County Engineer Don Theisen said that about two years ago a resident complained to the county about damage to the ditch in front of his house. But Theisen said he wasn’t sure how many residents approached county commissioners since that point. Resident complaints were the main reason the ordinance was proposed. “The biggest issue, more than the safety issue, was the damage to the driveway approaches and the ditches themselves,” he said, adding that the safety aspect of ATV use lies in culverts and poles within the ditches.
“There is a risk of injury when ATVs ride the ditches,” he said. “I think there was one report of an injury involved with an ATV and ditch riding this year.”
Theisen said the same safety issues did not apply to snowmobiles simply because there is snow cover on the ground in the winter.
Clark Collins, executive director of the Blue Ribbon Coalition told Powersports Business that actions like the ordinance in Washington County are becoming commonplace across the county.
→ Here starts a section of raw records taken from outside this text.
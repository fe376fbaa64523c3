//! Error taxonomy for dispatch-table construction and message creation
//!
//! Two families of failures exist and they are surfaced very differently.
//! Construction-time misconfiguration (forcing a sorted strategy onto an
//! unsorted set, duplicate ids in a direct table, an in-place slot too small
//! for a registered type) is a programmer error and is rejected when the
//! table is built, never deferred to a dispatch call. Runtime creation
//! failures (`InvalidId`, `AllocFailure`) are normal, expected outcomes and
//! travel as `Result` values - nothing in this crate panics over them.

use thiserror::Error;
use types::MsgId;

use crate::analyzer::Sortedness;
use crate::strategy::StrategyKind;

/// Construction-time errors for descriptor tables and registries.
#[derive(Debug, Error, Clone, PartialEq)]
pub enum RegistryError {
    /// Two descriptors claimed the same direct-table index. A dense array
    /// cell cannot represent two descriptors.
    #[error("direct table collision on id {id}: claimed by {first} and {second} (duplicate ids require a weak engine)")]
    DuplicateDirectId {
        id: MsgId,
        first: &'static str,
        second: &'static str,
    },

    /// An explicit strategy override is incompatible with the descriptor
    /// set's classification.
    #[error("forced strategy {requested:?} rejected: {detail} (sortedness: {sortedness:?}, {descriptors} descriptors)")]
    StrategyMismatch {
        requested: StrategyKind,
        sortedness: Sortedness,
        descriptors: usize,
        detail: String,
    },

    /// The in-place arena cannot hold one of the registered message types.
    #[error("in-place slot too small: {message} needs {required} bytes (align {align}), slot holds {capacity}")]
    SlotTooSmall {
        message: &'static str,
        required: usize,
        align: usize,
        capacity: usize,
    },

    /// A process-wide registry was initialized twice.
    #[error("registry '{registry}' already initialized (tables are build-once, read-only thereafter)")]
    AlreadyInitialized { registry: &'static str },
}

impl RegistryError {
    /// Create a StrategyMismatch with classification context attached.
    pub fn strategy_mismatch(
        requested: StrategyKind,
        sortedness: Sortedness,
        descriptors: usize,
        detail: impl Into<String>,
    ) -> Self {
        Self::StrategyMismatch {
            requested,
            sortedness,
            descriptors,
            detail: detail.into(),
        }
    }
}

/// Allocation failures reported by a message allocator.
#[derive(Debug, Error, Clone, PartialEq)]
pub enum AllocError {
    /// The single-slot arena already holds a live message. Recoverable:
    /// release the outstanding handle and retry.
    #[error("single-slot arena occupied by a live message - release the outstanding handle before creating another")]
    SlotOccupied,

    /// A message's layout exceeds the arena's capacity. Only reachable with
    /// an explicitly sized allocator; factory-built arenas are validated at
    /// construction.
    #[error("slot capacity {capacity} bytes cannot hold {message} ({required} bytes)")]
    SlotTooSmall {
        message: &'static str,
        required: usize,
        capacity: usize,
    },
}

/// Message-creation failures surfaced by the factory.
///
/// The wire-facing tri-state (`None` / `InvalidId` / `AllocFailure`) maps
/// onto `Result<MsgPtr, CreateError>`: success is `Ok`.
#[derive(Debug, Error, Clone, PartialEq)]
pub enum CreateError {
    /// The identifier/offset pair matches no descriptor. A normal outcome
    /// for frames from newer peers, not an exceptional one.
    #[error("no descriptor for message id {id} at duplicate offset {offset} ({registered} descriptors registered)")]
    InvalidId {
        id: MsgId,
        offset: u16,
        registered: usize,
    },

    /// A descriptor matched but the allocator could not produce storage.
    #[error("descriptor matched id {id} but allocation failed: {source}")]
    AllocFailure {
        id: MsgId,
        #[source]
        source: AllocError,
    },
}

impl CreateError {
    /// True for the no-matching-descriptor outcome.
    pub fn is_invalid_id(&self) -> bool {
        matches!(self, CreateError::InvalidId { .. })
    }

    /// True when a descriptor matched but storage could not be produced.
    pub fn is_alloc_failure(&self) -> bool {
        matches!(self, CreateError::AllocFailure { .. })
    }
}

/// Result type for table and registry construction.
pub type RegistryResult<T> = std::result::Result<T, RegistryError>;

/// Result type for factory create operations.
pub type CreateResult<T> = std::result::Result<T, CreateError>;

#[cfg(test)]
mod tests {
    use super::*;

    #[test]
    fn create_error_classification() {
        let invalid = CreateError::InvalidId {
            id: 9,
            offset: 0,
            registered: 3,
        };
        assert!(invalid.is_invalid_id());
        assert!(!invalid.is_alloc_failure());

        let alloc = CreateError::AllocFailure {
            id: 9,
            source: AllocError::SlotOccupied,
        };
        assert!(alloc.is_alloc_failure());
    }

    #[test]
    fn error_messages_carry_diagnostic_context() {
        let err = RegistryError::DuplicateDirectId {
            id: 5,
            first: "TradeReport",
            second: "QuoteUpdate",
        };
        let text = err.to_string();
        assert!(text.contains("id 5"));
        assert!(text.contains("TradeReport"));
        assert!(text.contains("QuoteUpdate"));

        let err = RegistryError::strategy_mismatch(
            StrategyKind::Direct,
            Sortedness::Unsorted,
            4,
            "ids are not statically known",
        );
        assert!(err.to_string().contains("ids are not statically known"));
    }
}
“This is why ATV enthusiasts need to become active in local politics,” he said. “The more people we have supporting the cause, the more officials see there is power in the votes coming from enthusiasts.”
Collins adds that this ruling is particularly disturbing because many snowmobiles use the same ditches in the winter as a means of connecting dedicated trails. Therefore, he does not see any additional safety concerns simply because an ATV is used rather than a snowmobile.
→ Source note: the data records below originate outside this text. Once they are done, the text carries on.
impl ProgressTracker {
    /// Create a new progress tracker
    pub fn new() -> Self {
        Self {
            tasks: HashMap::new(),
            dependency_graph: HashMap::new(),
            history: VecDeque::new(),
            max_history: 1000,
        }
    }
    
    /// Create a new task with quality gates
    pub fn create_task(
        &mut self,
        content: String,
        quality_gates: Vec<String>,
        dependencies: Vec<String>,
    ) -> Result<String, ProgressError> {
        let task_id = Uuid::new_v4().to_string();
        let now = SystemTime::now();
        
        // Create quality gates
        let mut gates = HashMap::new();
        for gate_name in &quality_gates {
            gates.insert(gate_name.clone(), QualityGate {
                id: Uuid::new_v4().to_string(),
                name: gate_name.clone(),
                status: QualityGateStatus::Pending,
                started_at: None,
                completed_at: None,
                findings: Vec::new(),
                summary: None,
                override_reason: None,
            });
        }
        
        let task = Task {
            id: task_id.clone(),
            content,
            status: TaskStatus::Pending,
            created_at: now,
            updated_at: now,
            completed_at: None,
            quality_gates: gates,
            progress: TaskProgress {
                code_complete: false,
                review_complete: false,
                compilation_complete: false,
                all_gates_passed: false,
            },
            dependencies: dependencies.clone(),
            dependents: Vec::new(),
            overrides: Vec::new(),
            checkpoints: Vec::new(),
            completion_percentage: 0,
        };
        
        // Update dependency graph
        if !dependencies.is_empty() {
            self.dependency_graph.insert(task_id.clone(), dependencies.into_iter().collect());
        }
        
        // Add to dependents lists
        for dep_id in &task.dependencies {
            if let Some(dep_task) = self.tasks.get_mut(dep_id) {
                dep_task.dependents.push(task_id.clone());
            }
        }
        
        // Record event
        self.add_event(task_id.clone(), ProgressEventType::TaskCreated, 
                      "Task created".to_string(), HashMap::new());
        
        self.tasks.insert(task_id.clone(), task);
        Ok(task_id)
    }
    
    /// Start working on a task
    pub fn start_task(&mut self, task_id: &str) -> Result<(), ProgressError> {
        let task = self.tasks.get_mut(task_id).ok_or(ProgressError::TaskNotFound {
            id: task_id.to_string(),
        })?;
        
        // Check dependencies
        for dep_id in &task.dependencies {
            if let Some(dep_task) = self.tasks.get(dep_id) {
                if dep_task.status != TaskStatus::Completed {
                    return Err(ProgressError::DependencyNotSatisfied {
                        dependency: dep_id.clone(),
                    });
                }
            }
        }
        
        // Validate transition
        if task.status != TaskStatus::Pending && task.status != TaskStatus::Blocked {
            return Err(ProgressError::InvalidTransition {
                from: task.status.to_string(),
                to: TaskStatus::InProgress.to_string(),
            });
        }
        
        task.status = TaskStatus::InProgress;
        task.updated_at = SystemTime::now();
        
        self.add_event(task_id.to_string(), ProgressEventType::TaskStarted,
                      "Task started".to_string(), HashMap::new());
        
        Ok(())
    }
    
    /// Update task progress
    pub fn update_progress(
        &mut self,
        task_id: &str,
        code_complete: Option<bool>,
        completion_percentage: Option<u8>,
    ) -> Result<(), ProgressError> {
        let task = self.tasks.get_mut(task_id).ok_or(ProgressError::TaskNotFound {
            id: task_id.to_string(),
        })?;
        
        if let Some(code_done) = code_complete {
            task.progress.code_complete = code_done;
        }
        
        if let Some(percentage) = completion_percentage {
            task.completion_percentage = percentage.min(100);
        }
        
        task.updated_at = SystemTime::now();
        
        // Add checkpoint if code is complete
        if task.progress.code_complete {
            let checkpoint = ProgressCheckpoint {
                id: Uuid::new_v4().to_string(),
                name: "Code Implementation Complete".to_string(),
                timestamp: SystemTime::now(),
                context: HashMap::new(),
            };
            task.checkpoints.push(checkpoint);
            
            self.add_event(task_id.to_string(), ProgressEventType::CheckpointReached,
                          "Code implementation complete".to_string(), HashMap::new());
        }
        
        Ok(())
    }
    
    /// Start a quality gate
    pub fn start_quality_gate(&mut self, task_id: &str, gate_name: &str) -> Result<(), ProgressError> {
        let task = self.tasks.get_mut(task_id).ok_or(ProgressError::TaskNotFound {
            id: task_id.to_string(),
        })?;
        
        let gate = task.quality_gates.get_mut(gate_name).ok_or(ProgressError::QualityGateNotPassed {
            gate: gate_name.to_string(),
        })?;
        
        gate.status = QualityGateStatus::InProgress;
        gate.started_at = Some(SystemTime::now());
        task.updated_at = SystemTime::now();
        
        self.add_event(task_id.to_string(), ProgressEventType::QualityGateStarted,
                      format!("Quality gate '{}' started", gate_name), HashMap::new());
        
        Ok(())
    }
    
    /// Complete a quality gate with results
    pub fn complete_quality_gate(
        &mut self,
        task_id: &str,
        gate_name: &str,
        passed: bool,
        findings: Vec<QualityFinding>,
        summary: QualitySummary,
    ) -> Result<(), ProgressError> {
        let task = self.tasks.get_mut(task_id).ok_or(ProgressError::TaskNotFound {
            id: task_id.to_string(),
        })?;
        
        let gate = task.quality_gates.get_mut(gate_name).ok_or(ProgressError::QualityGateNotPassed {
            gate: gate_name.to_string(),
        })?;
        
        gate.status = if passed { QualityGateStatus::Passed } else { QualityGateStatus::Failed };
        gate.completed_at = Some(SystemTime::now());
        gate.findings = findings;
        gate.summary = Some(summary);
        task.updated_at = SystemTime::now();
        
        // Update progress based on gate type
        match gate_name {
            "code_review" => task.progress.review_complete = passed,
            "compilation" => task.progress.compilation_complete = passed,
            _ => {}
        }
        
        let event_type = if passed { 
            ProgressEventType::QualityGateCompleted 
        } else { 
            ProgressEventType::QualityGateFailed 
        };
        
        self.add_event(task_id.to_string(), event_type,
                      format!("Quality gate '{}' {}", gate_name, 
                             if passed { "passed" } else { "failed" }),
                      HashMap::new());
        
        // Check if all gates passed
        self.check_all_gates_passed(task_id)?;
        
        Ok(())
    }
    
    /// Override a quality gate with reason
    pub fn override_quality_gate(
        &mut self,
        task_id: &str,
        gate_name: &str,
        reason: String,
        approved_by: String,
    ) -> Result<(), ProgressError> {
        let task = self.tasks.get_mut(task_id).ok_or(ProgressError::TaskNotFound {
            id: task_id.to_string(),
        })?;
        
        let gate = task.quality_gates.get_mut(gate_name).ok_or(ProgressError::QualityGateNotPassed {
            gate: gate_name.to_string(),
        })?;
        
        gate.status = QualityGateStatus::Overridden;
        gate.override_reason = Some(reason.clone());
        task.updated_at = SystemTime::now();
        
        // Add override record
        let override_record = Override {
            finding_id: gate.id.clone(),
            reason: reason.clone(),
            approved_by: approved_by.clone(),
            timestamp: SystemTime::now(),
        };
        task.overrides.push(override_record);
        
        self.add_event(task_id.to_string(), ProgressEventType::QualityGateOverridden,
                      format!("Quality gate '{}' overridden: {}", gate_name, reason),
                      [("approved_by".to_string(), approved_by)].into_iter().collect());
        
        // Check if all gates passed
        self.check_all_gates_passed(task_id)?;
        
        Ok(())
    }
    
    /// Complete a task (only if all quality gates pass)
    pub fn complete_task(&mut self, task_id: &str) -> Result<(), ProgressError> {
        let task = self.tasks.get_mut(task_id).ok_or(ProgressError::TaskNotFound {
            id: task_id.to_string(),
        })?;
        
        // Verify all quality gates are passed or overridden
        if !task.progress.all_gates_passed {
            return Err(ProgressError::QualityGateNotPassed {
                gate: "not all gates passed".to_string(),
            });
        }
        
        task.status = TaskStatus::Completed;
        task.completed_at = Some(SystemTime::now());
        task.updated_at = SystemTime::now();
        task.completion_percentage = 100;
        
        // Add completion checkpoint
        let checkpoint = ProgressCheckpoint {
            id: Uuid::new_v4().to_string(),
            name: "Task Completed".to_string(),
            timestamp: SystemTime::now(),
            context: HashMap::new(),
        };
        task.checkpoints.push(checkpoint);
        
        self.add_event(task_id.to_string(), ProgressEventType::TaskCompleted,
                      "Task completed".to_string(), HashMap::new());
        
        // Check if any dependent tasks can be unblocked
        let dependents = task.dependents.clone();
        for dependent_id in dependents {
            self.check_dependencies_satisfied(&dependent_id)?;
        }
        
        Ok(())
    }
    
    /// Get task status
    pub fn get_task(&self, task_id: &str) -> Option<&Task> {
        self.tasks.get(task_id)
    }
    
    /// Get all tasks
    pub fn get_all_tasks(&self) -> Vec<&Task> {
        self.tasks.values().collect()
    }
    
    /// Get tasks with specific status
    pub fn get_tasks_by_status(&self, status: TaskStatus) -> Vec<&Task> {
        self.tasks.values().filter(|task| task.status == status).collect()
    }
    
    /// Generate progress report
    pub fn generate_progress_report(&self) -> ProgressReport {
        let mut report = ProgressReport {
            total_tasks: self.tasks.len(),
            pending_tasks: 0,
            in_progress_tasks: 0,
            completed_tasks: 0,
            blocked_tasks: 0,
            cancelled_tasks: 0,
            total_quality_gates: 0,
            passed_quality_gates: 0,
            failed_quality_gates: 0,
            overridden_quality_gates: 0,
            recent_events: self.history.iter().rev().take(10).cloned().collect(),
        };
        
        for task in self.tasks.values() {
            match task.status {
                TaskStatus::Pending => report.pending_tasks += 1,
                TaskStatus::InProgress => report.in_progress_tasks += 1,
                TaskStatus::Completed => report.completed_tasks += 1,
                TaskStatus::Blocked => report.blocked_tasks += 1,
                TaskStatus::Cancelled => report.cancelled_tasks += 1,
            }
            
            for gate in task.quality_gates.values() {
                report.total_quality_gates += 1;
                match gate.status {
                    QualityGateStatus::Passed => report.passed_quality_gates += 1,
                    QualityGateStatus::Failed => report.failed_quality_gates += 1,
                    QualityGateStatus::Overridden => report.overridden_quality_gates += 1,
                    _ => {}
                }
            }
        }
        
        report
    }
    
    /// Check if all quality gates for a task are passed
    fn check_all_gates_passed(&mut self, task_id: &str) -> Result<(), ProgressError> {
        let task = self.tasks.get_mut(task_id).ok_or(ProgressError::TaskNotFound {
            id: task_id.to_string(),
        })?;
        
        let all_passed = task.quality_gates.values().all(|gate| {
            matches!(gate.status, QualityGateStatus::Passed | QualityGateStatus::Overridden)
        });
        
        if all_passed {
            task.progress.all_gates_passed = true;
        }
        
        Ok(())
    }
    
    /// Check if dependencies are satisfied for a task
    fn check_dependencies_satisfied(&mut self, task_id: &str) -> Result<(), ProgressError> {
        let dependencies = if let Some(deps) = self.dependency_graph.get(task_id) {
            deps.clone()
        } else {
            return Ok(()); // No dependencies
        };
        
        let all_satisfied = dependencies.iter().all(|dep_id| {
            self.tasks.get(dep_id)
                .map(|task| task.status == TaskStatus::Completed)
                .unwrap_or(false)
        });
        
        if all_satisfied {
            if let Some(task) = self.tasks.get_mut(task_id) {
                if task.status == TaskStatus::Blocked {
                    task.status = TaskStatus::Pending;
                    task.updated_at = SystemTime::now();
                    
                    self.add_event(task_id.to_string(), ProgressEventType::DependencySatisfied,
                                  "Dependencies satisfied, task unblocked".to_string(), HashMap::new());
                }
            }
        }
        
        Ok(())
    }
    
    /// Add event to history
    fn add_event(
        &mut self,
        task_id: String,
        event_type: ProgressEventType,
        description: String,
        context: HashMap<String, String>,
    ) {
        let event = ProgressEvent {
            id: Uuid::new_v4().to_string(),
            timestamp: SystemTime::now(),
            task_id,
            event_type,
            description,
            context,
        };
        
        self.history.push_back(event);
        
        // Keep history within limits
        while self.history.len() > self.max_history {
            self.history.pop_front();
        }
    }
}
Officials from the county said there are rut and erosion problems from ATVs in some ditches and efforts to repair the damage haven’t worked because ATV riders negate the repairs within a few days. “We tried to repair a mile-long section of ditch, but it kept getting damaged again,” said Theisen. “In the end, the ordinance made sense for myself and the people doing the repairs.”
With organization, Collins says the ditches and roadway approaches could be hardened to reduce problems caused by wet weather.
“Simply put, the ATV community needs to organize and address concerns by non-enthusiasts,” says Collins. “When that happens, the trail repair will become proactive instead of reactive and you’ll have less rut problems and it will create even safer trails.”
However, according to Theisen, in meetings with a local ATV club, he got the impression that ATV riders weren’t interested in ditch riding. Rather, the club would rather spend time and effort building dedicated trails. But there is no area set aside in Washington County for that riding experience, said Theisen. “I am not sure how feasible it is for a club to harden ditches,” he said. “I think the time and effort would rather be spent on another area to ride.”
Currently, there are some 184,000 registered ATVs in the state of Minnesota. Other counties in the Minneapolis-St. Paul metro area have not expressed concern about damage to roadway ditches by ATVs. Washington County is the only one to propose any ordinances. And statewide, there are no proposals against ditch riding.
At the same time, however, Collins does see a need for self-policing, especially when it comes to exhaust noise output.
“I know ATVers who cringe at loud ATVs running in the ditches in front of their houses,” he said. “If people who ride ATVs are bothered by loud pipes, you know non-enthusiasts are.”
In addition, Clark says that ATV riders need to stay out of the trails when it is wet and muddy. “Plain and simple, improper use can damage soil and ATV riders need to be sensitive to that fact.” said Collins.
But he is not in favor of seasonal trail closures on a widespread basis. Wholesale closure is another way of “tightening the noose” around ATV riders’ necks, he said.
When the ban takes effect Jan. 1, 2004, first time offenders will face a petty misdemeanor and a $120 fine. Any violations after the first one will result in a full misdemeanor. The board agreed on a two-year study to determine what effects the ban has had in reducing damage and finding out if riders are complying with the ban. The study will be presented in March of 2006.